Wednesday, August 13, 2014

August 13th


I sat upstairs and pulled the Bible toward me. Tears fell down all over again. Oh, Holy Bible, no longer a bulwark against deception. Even you have let me down.

I open the Bible to Luke, where I was reading, more tears pour down my face. There, far in the distance, is Real Jesus. He is far away from me in history now, and He is far away from me in spirit. Once He seemed so close, but I was deceived by the color of His eyes.

Blue Eyed Real Jesus is busy spending time with important people, but for such people as me, He sends me brown eyed shadows. He amuses my childish heart with puppet play when appearing in person only to a few.

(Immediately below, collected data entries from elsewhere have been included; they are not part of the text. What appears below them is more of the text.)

#[cfg(test)]
mod tests {
    use std::path::PathBuf;

    use crossterm::event::{KeyEventKind, KeyEventState};
    use quill_core::attachment::Attachment;

    use super::*;
    use crate::common::TaskId;

    fn make_key(code: KeyCode) -> KeyEvent {
        KeyEvent {
            code,
            modifiers: CrosstermKeyModifiers::NONE,
            kind: KeyEventKind::Press,
            state: KeyEventState::NONE,
        }
    }

    fn ctrl_key(c: char) -> KeyEvent {
        KeyEvent {
            code: KeyCode::Char(c),
            modifiers: CrosstermKeyModifiers::CONTROL,
            kind: KeyEventKind::Press,
            state: KeyEventState::NONE,
        }
    }

    fn attachment(name: &str) -> Attachment {
        Attachment {
            file_path: PathBuf::from(format!("/tmp/{name}")),
            file_name: name.to_string(),
            mime_type: "image/png".to_string(),
            content: vec![0xff],
        }
    }

    struct Harness {
        editor: EditorState,
        root: PathBuf,
        attachments: AttachmentsConfig,
        task_seq: TaskSeq,
    }

    impl Harness {
        fn new() -> Self {
            Self {
                editor: EditorState::default(),
                root: PathBuf::from("."),
                attachments: AttachmentsConfig::default(),
                task_seq: TaskSeq::default(),
            }
        }

        fn key(&mut self, key: KeyEvent) -> KeyResult {
            let mut ctx = EditorContext {
                agent_busy: false,
                root: &self.root,
                attachments: &self.attachments,
                task_seq: &mut self.task_seq,
            };
            handle_main_key(&mut self.editor, &mut ctx, key)
        }

        fn key_busy(&mut self, key: KeyEvent) -> KeyResult {
            let mut ctx = EditorContext {
                agent_busy: true,
                root: &self.root,
                attachments: &self.attachments,
                task_seq: &mut self.task_seq,
            };
            handle_main_key(&mut self.editor, &mut ctx, key)
        }

        fn type_str(&mut self, text: &str) {
            for c in text.chars() {
                self.key(make_key(KeyCode::Char(c)));
            }
        }
    }

    // ---- palette and completion triggers ----

    #[test]
    fn slash_on_empty_draft_opens_palette_without_inserting() {
        let mut h = Harness::new();
        let (_, _, request) = h.key(make_key(KeyCode::Char('/')));
        assert!(matches!(request, Some(OverlayRequest::CommandPalette)));
        assert!(h.editor.buffer.is_empty());
    }

    #[test]
    fn slash_in_nonempty_draft_is_plain_text() {
        let mut h = Harness::new();
        h.type_str("a");
        let (_, _, request) = h.key(make_key(KeyCode::Char('/')));
        assert!(request.is_none());
        assert_eq!(h.editor.buffer.text(), "a/");
    }

    #[test]
    fn at_sign_on_empty_draft_opens_completion_at_offset_zero() {
        let mut h = Harness::new();
        let (_, _, request) = h.key(make_key(KeyCode::Char('@')));
        assert!(matches!(
            request,
            Some(OverlayRequest::FileCompletion { anchor: 0 })
        ));
        assert_eq!(h.editor.buffer.text(), "@");
    }

    #[test]
    fn at_sign_after_whitespace_opens_completion_at_its_offset() {
        let mut h = Harness::new();
        h.type_str("look at ");
        let (_, _, request) = h.key(make_key(KeyCode::Char('@')));
        assert!(matches!(
            request,
            Some(OverlayRequest::FileCompletion { anchor: 8 })
        ));
        assert_eq!(h.editor.buffer.text(), "look at @");
    }

    #[test]
    fn at_sign_mid_word_stays_plain_text() {
        let mut h = Harness::new();
        h.type_str("user");
        let (_, _, request) = h.key(make_key(KeyCode::Char('@')));
        assert!(request.is_none());
        assert_eq!(h.editor.buffer.text(), "user@");
    }

    #[test]
    fn at_sign_at_start_of_second_line_opens_completion() {
        let mut h = Harness::new();
        h.type_str("hi");
        h.key(ctrl_key('j'));
        let (_, _, request) = h.key(make_key(KeyCode::Char('@')));
        assert!(matches!(
            request,
            Some(OverlayRequest::FileCompletion { anchor: 3 })
        ));
    }

    // ---- delete mode ----

    #[test]
    fn delete_mode_digit_zero_removes_first_attachment() {
        let mut h = Harness::new();
        h.editor.add_attachment(attachment("a.png"));
        h.editor.add_attachment(attachment("b.png"));

        h.key(ctrl_key('r'));
        assert!(h.editor.delete_mode);

        h.key(make_key(KeyCode::Char('0')));
        assert!(!h.editor.delete_mode);
        let names: Vec<&str> = h
            .editor
            .attachments
            .iter()
            .map(|a| a.file_name.as_str())
            .collect();
        assert_eq!(names, ["b.png"]);
        assert!(h.editor.buffer.is_empty());
    }

    #[test]
    fn delete_mode_digit_removes_exact_index() {
        let mut h = Harness::new();
        for name in ["a.png", "b.png", "c.png", "d.png"] {
            h.editor.add_attachment(attachment(name));
        }

        h.key(ctrl_key('r'));
        h.key(make_key(KeyCode::Char('2')));

        let names: Vec<&str> = h
            .editor
            .attachments
            .iter()
            .map(|a| a.file_name.as_str())
            .collect();
        assert_eq!(names, ["a.png", "b.png", "d.png"]);
    }

    #[test]
    fn delete_mode_out_of_range_digit_is_a_consumed_noop() {
        let mut h = Harness::new();
        h.editor.add_attachment(attachment("only.png"));

        h.key(ctrl_key('r'));
        h.key(make_key(KeyCode::Char('2')));

        assert!(!h.editor.delete_mode);
        assert_eq!(h.editor.attachments.len(), 1);
        // the digit never reaches the draft
        assert!(h.editor.buffer.is_empty());
    }

    #[test]
    fn delete_mode_r_removes_all_attachments() {
        let mut h = Harness::new();
        h.editor.add_attachment(attachment("a.png"));
        h.editor.add_attachment(attachment("b.png"));

        h.key(ctrl_key('r'));
        h.key(make_key(KeyCode::Char('r')));

        assert!(!h.editor.delete_mode);
        assert!(h.editor.attachments.is_empty());
        assert!(h.editor.buffer.is_empty());
    }

    #[test]
    fn delete_mode_escape_only_clears_the_flag() {
        let mut h = Harness::new();
        h.editor.add_attachment(attachment("a.png"));

        h.key(ctrl_key('r'));
        h.key(make_key(KeyCode::Esc));

        assert!(!h.editor.delete_mode);
        assert_eq!(h.editor.attachments.len(), 1);
    }

    #[test]
    fn delete_mode_leaves_other_keys_alone() {
        let mut h = Harness::new();
        h.key(ctrl_key('r'));
        h.key(make_key(KeyCode::Char('x')));
        // non-digit keys edit the draft as usual; the mode stays armed
        assert_eq!(h.editor.buffer.text(), "x");
        assert!(h.editor.delete_mode);
    }

    // ---- external editor ----

    #[test]
    fn external_editor_carries_current_draft() {
        let mut h = Harness::new();
        h.type_str("wip");
        let (effects, _, _) = h.key(ctrl_key('o'));
        assert!(matches!(
            &effects[0],
            UiEffect::OpenExternalEditor { text } if text == "wip"
        ));
    }

    #[test]
    fn external_editor_warns_when_agent_is_busy() {
        let mut h = Harness::new();
        h.type_str("wip");
        let (effects, mutations, _) = h.key_busy(ctrl_key('o'));
        assert!(effects.is_empty());
        assert!(
            mutations
                .iter()
                .any(|m| matches!(m, StateMutation::Notice(_)))
        );
        assert_eq!(h.editor.buffer.text(), "wip");
    }

    // ---- submission ----

    #[test]
    fn enter_sends_trimmed_text_and_detaches_attachments() {
        let mut h = Harness::new();
        h.type_str("  hello there  ");
        h.editor.add_attachment(attachment("shot.png"));

        let (effects, mutations, _) = h.key(make_key(KeyCode::Enter));

        assert!(matches!(
            &effects[0],
            UiEffect::SendMessage { text, attachments, .. }
                if text == "hello there" && attachments.len() == 1
        ));
        assert!(mutations.iter().any(|m| matches!(
            m,
            StateMutation::Transcript(TranscriptMutation::AppendCell(_))
        )));
        assert!(h.editor.buffer.is_empty());
        assert!(h.editor.attachments.is_empty());
    }

    #[test]
    fn enter_on_empty_draft_is_a_noop() {
        let mut h = Harness::new();
        let (effects, mutations, request) = h.key(make_key(KeyCode::Enter));
        assert!(effects.is_empty());
        assert!(mutations.is_empty());
        assert!(request.is_none());
    }

    #[test]
    fn enter_on_whitespace_draft_is_a_noop() {
        let mut h = Harness::new();
        h.type_str("   ");
        let (effects, _, _) = h.key(make_key(KeyCode::Enter));
        assert!(effects.is_empty());
    }

    #[test]
    fn trailing_backslash_continues_line_instead_of_sending() {
        let mut h = Harness::new();
        h.type_str("first line\\");

        let (effects, _, _) = h.key(make_key(KeyCode::Enter));

        assert!(effects.is_empty());
        assert_eq!(h.editor.buffer.text(), "first line\n");

        h.type_str("second");
        let (effects, _, _) = h.key(make_key(KeyCode::Enter));
        assert!(matches!(
            &effects[0],
            UiEffect::SendMessage { text, .. } if text == "first line\nsecond"
        ));
    }

    #[test]
    fn exit_keyword_opens_quit_dialog_without_sending() {
        let mut h = Harness::new();
        h.type_str("exit");

        let (effects, _, request) = h.key(make_key(KeyCode::Enter));

        assert!(effects.is_empty());
        assert!(matches!(request, Some(OverlayRequest::QuitConfirm)));
        assert!(h.editor.buffer.is_empty());
    }

    #[test]
    fn quit_keyword_with_whitespace_also_opens_quit_dialog() {
        let mut h = Harness::new();
        h.type_str("  quit  ");
        let (_, _, request) = h.key(make_key(KeyCode::Enter));
        assert!(matches!(request, Some(OverlayRequest::QuitConfirm)));
    }

    #[test]
    fn ctrl_c_clears_draft_then_asks_to_quit() {
        let mut h = Harness::new();
        h.type_str("draft");
        h.editor.add_attachment(attachment("a.png"));

        let (_, _, request) = h.key(ctrl_key('c'));
        assert!(request.is_none());
        assert!(h.editor.buffer.is_empty());
        assert!(h.editor.attachments.is_empty());

        let (_, _, request) = h.key(ctrl_key('c'));
        assert!(matches!(request, Some(OverlayRequest::QuitConfirm)));
    }

    #[test]
    fn send_effects_get_distinct_task_ids() {
        let mut h = Harness::new();
        h.type_str("one");
        let (first, _, _) = h.key(make_key(KeyCode::Enter));
        h.type_str("two");
        let (second, _, _) = h.key(make_key(KeyCode::Enter));

        let (UiEffect::SendMessage { task: a, .. }, UiEffect::SendMessage { task: b, .. }) =
            (&first[0], &second[0])
        else {
            panic!("expected send effects");
        };
        assert_ne!(a, b);
    }

    // ---- paste ----

    #[test]
    fn paste_with_allowed_extension_starts_attachment_load() {
        let mut h = Harness::new();
        let mut ctx = EditorContext {
            agent_busy: false,
            root: &h.root,
            attachments: &h.attachments,
            task_seq: &mut h.task_seq,
        };

        let effects = handle_paste(&mut h.editor, &mut ctx, "/tmp/photo.png");

        assert!(matches!(
            &effects[0],
            UiEffect::LoadAttachment { task: TaskId(0), path, .. }
                if path == &PathBuf::from("/tmp/photo.png")
        ));
        assert!(h.editor.buffer.is_empty());
    }

    #[test]
    fn paste_with_escaped_spaces_normalizes_the_path() {
        let mut h = Harness::new();
        let mut ctx = EditorContext {
            agent_busy: false,
            root: &h.root,
            attachments: &h.attachments,
            task_seq: &mut h.task_seq,
        };

        let effects = handle_paste(&mut h.editor, &mut ctx, "/tmp/my\\ photo.png");

        assert!(matches!(
            &effects[0],
            UiEffect::LoadAttachment { path, .. }
                if path == &PathBuf::from("/tmp/my photo.png")
        ));
    }

    #[test]
    fn paste_with_disallowed_extension_inserts_literal_text() {
        let mut h = Harness::new();
        let mut ctx = EditorContext {
            agent_busy: false,
            root: &h.root,
            attachments: &h.attachments,
            task_seq: &mut h.task_seq,
        };

        let effects = handle_paste(&mut h.editor, &mut ctx, "/tmp/notes.txt");

        assert!(effects.is_empty());
        assert_eq!(h.editor.buffer.text(), "/tmp/notes.txt");
    }

    #[test]
    fn paste_of_plain_prose_inserts_literal_text() {
        let mut h = Harness::new();
        let mut ctx = EditorContext {
            agent_busy: false,
            root: &h.root,
            attachments: &h.attachments,
            task_seq: &mut h.task_seq,
        };

        let effects = handle_paste(&mut h.editor, &mut ctx, "just some words");

        assert!(effects.is_empty());
        assert_eq!(h.editor.buffer.text(), "just some words");
    }

    #[test]
    fn paste_normalizes_crlf_line_endings() {
        let mut h = Harness::new();
        insert_literal_paste(&mut h.editor, "one\r\ntwo");
        assert_eq!(h.editor.buffer.text(), "one\ntwo");
    }

    // ---- routed keys while completion is open ----

    #[test]
    fn routed_ctrl_j_inserts_newline() {
        let mut editor = EditorState::default();
        editor.buffer.insert_str("@src");
        route_completion_editing(&mut editor, ctrl_key('j'));
        assert_eq!(editor.buffer.text(), "@src\n");
    }

    #[test]
    fn routed_backspace_edits_the_draft() {
        let mut editor = EditorState::default();
        editor.buffer.insert_str("@src");
        route_completion_editing(&mut editor, make_key(KeyCode::Backspace));
        assert_eq!(editor.buffer.text(), "@sr");
    }
}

He is not really my Friend, He is not really my Beloved. Blue Eyed Real Jesus would never pull me into His arms, would never whisper that He loved me, would never cry, would never laugh. He would not do these things because He is very real and very important and very holy and He has important things on His hands.

When I finally appear before Real Jesus, I will be ashamed of the liberties that I took with His simulacrum. I will cringe in shame and slink away, grateful only for His stern, aloof but pardoning mercy, in order to grieve for the rest of Eternity for the Friend that I lost, the Friend I never had.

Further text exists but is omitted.